What is being asked: Look through the records, and wherever the string "placed" turns up, copy out that line.

Collected data

//! Greedy bounded-width packing of a day's loops into display tracks. This
//! is interval-graph coloring with a fixed track count, not optimal
//! bin-packing: on dense days anything beyond the track capacity is dropped
//! rather than reported as an error.

use crate::domain::models::{LoopDefinition, DAY_MS};
use serde::Serialize;

pub const DEFAULT_TRACK_CAPACITY: usize = 5;

/// One loop's `[start, end)` extent in milliseconds since local midnight.
/// `end` exceeds 24h for windows that wrap past midnight.
#[derive(Debug, Clone, Copy, PartialEq, Eq, Serialize)]
pub struct TimelineSpan {
    pub loop_id: i64,
    pub start: i64,
    pub end: i64,
}

impl TimelineSpan {
    pub fn for_loop(definition: &LoopDefinition) -> Self {
        if definition.is_any_time {
            Self {
                loop_id: definition.id,
                start: 0,
                end: DAY_MS,
            }
        } else {
            Self {
                loop_id: definition.id,
                start: definition.start_in_day,
                end: definition.end_in_day_normalized(),
            }
        }
    }
}

/// Half-open interval intersection.
pub fn spans_overlap(a: &TimelineSpan, b: &TimelineSpan) -> bool {
    (a.start <= b.start && b.start < a.end) || (a.start < b.end && b.end <= a.end)
}

/// Assigns spans to at most `capacity` tracks so that no two spans in a
/// track overlap. Spans are processed in input order (the caller controls
/// priority by list order) and each is placed into the last track, scanning
/// from the highest index down, that has room; spans that fit nowhere are
/// dropped. Only non-empty tracks are returned, in track index order.
pub fn layout_tracks(spans: &[TimelineSpan], capacity: usize) -> Vec<Vec<TimelineSpan>> {
    let mut tracks: Vec<Vec<TimelineSpan>> = vec![Vec::new(); capacity];

    for span in spans {
        for index in (0..capacity).rev() {
            let fits = tracks[index]
                .iter()
                .all(|placed| !spans_overlap(placed, span));
            if fits {
                tracks[index].push(*span);
                break;
            }
        }
    }

    tracks.retain(|track| !track.is_empty());
    tracks
}

#[cfg(test)]
mod tests {
    use super::*;
    use proptest::prelude::*;

    const HOUR_MS: i64 = 60 * 60 * 1000;

    fn span(loop_id: i64, start_hours: f64, end_hours: f64) -> TimelineSpan {
        TimelineSpan {
            loop_id,
            start: (start_hours * HOUR_MS as f64) as i64,
            end: (end_hours * HOUR_MS as f64) as i64,
        }
    }

    #[test]
    fn overlap_uses_half_open_intervals() {
        let a = span(1, 9.0, 10.0);
        let b = span(2, 9.5, 10.5);
        let c = span(3, 10.0, 11.0);

        assert!(spans_overlap(&a, &b));
        assert!(spans_overlap(&b, &a));
        // Touching endpoints do not overlap.
        assert!(!spans_overlap(&a, &c));
        assert!(!spans_overlap(&c, &a));
    }

    #[test]
    fn overlapping_pair_splits_across_two_tracks() {
        // A [9,10), B [9:30,10:30), C [10,11): A and C share a track, B
        // cannot sit with A.
        let spans = vec![span(1, 9.0, 10.0), span(2, 9.5, 10.5), span(3, 10.0, 11.0)];
        let tracks = layout_tracks(&spans, DEFAULT_TRACK_CAPACITY);

        assert_eq!(tracks.len(), 2);
        let ids: Vec<Vec<i64>> = tracks
            .iter()
            .map(|track| track.iter().map(|placed| placed.loop_id).collect())
            .collect();
        assert!(ids.contains(&vec![2]));
        assert!(ids.contains(&vec![1, 3]));
    }

    #[test]
    fn spans_beyond_capacity_are_silently_dropped() {
        let spans = vec![span(1, 9.0, 10.0), span(2, 9.0, 10.0), span(3, 9.0, 10.0)];
        let tracks = layout_tracks(&spans, 2);

        assert_eq!(tracks.len(), 2);
        let placed: usize = tracks.iter().map(Vec::len).sum();
        assert_eq!(placed, 2);
    }

    #[test]
    fn non_overlapping_spans_share_the_last_track() {
        let spans = vec![span(1, 9.0, 10.0), span(2, 10.0, 11.0), span(3, 11.0, 12.0)];
        let tracks = layout_tracks(&spans, DEFAULT_TRACK_CAPACITY);

        assert_eq!(tracks.len(), 1);
        let ids: Vec<i64> = tracks[0].iter().map(|placed| placed.loop_id).collect();
        // Input order is preserved within the track.
        assert_eq!(ids, vec![1, 2, 3]);
    }

    #[test]
    fn empty_input_yields_no_tracks() {
        assert!(layout_tracks(&[], DEFAULT_TRACK_CAPACITY).is_empty());
        assert!(layout_tracks(&[span(1, 9.0, 10.0)], 0).is_empty());
    }

    fn arbitrary_spans() -> impl Strategy<Value = Vec<TimelineSpan>> {
        prop::collection::vec((0i64..24, 1i64..6), 0..12).prop_map(|raw| {
            raw.into_iter()
                .enumerate()
                .map(|(index, (start_hour, duration_hours))| TimelineSpan {
                    loop_id: index as i64 + 1,
                    start: start_hour * HOUR_MS,
                    end: (start_hour + duration_hours) * HOUR_MS,
                })
                .collect()
        })
    }

    // Property: no two spans placed in the same track overlap.
    proptest! {
        #[test]
        fn property_tracks_hold_disjoint_spans(spans in arbitrary_spans(), capacity in 1usize..6) {
            let tracks = layout_tracks(&spans, capacity);
            prop_assert!(tracks.len() <= capacity);
            for track in &tracks {
                for (i, a) in track.iter().enumerate() {
                    for b in &track[i + 1..] {
                        prop_assert!(!spans_overlap(a, b));
                    }
                }
            }
        }
    }

    // Property: the layout is deterministic for a fixed input order.
    proptest! {
        #[test]
        fn property_layout_is_deterministic(spans in arbitrary_spans()) {
            let first = layout_tracks(&spans, DEFAULT_TRACK_CAPACITY);
            let second = layout_tracks(&spans, DEFAULT_TRACK_CAPACITY);
            prop_assert_eq!(first, second);
        }
    }
}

Completed task:
/// priority by list order) and each is placed into the last track, scanning
                .all(|placed| !spans_overlap(placed, span));
            .map(|track| track.iter().map(|placed| placed.loop_id).collect())
        let placed: usize = tracks.iter().map(Vec::len).sum();
        assert_eq!(placed, 2);
        let ids: Vec<i64> = tracks[0].iter().map(|placed| placed.loop_id).collect();
    // Property: no two spans placed in the same track overlap.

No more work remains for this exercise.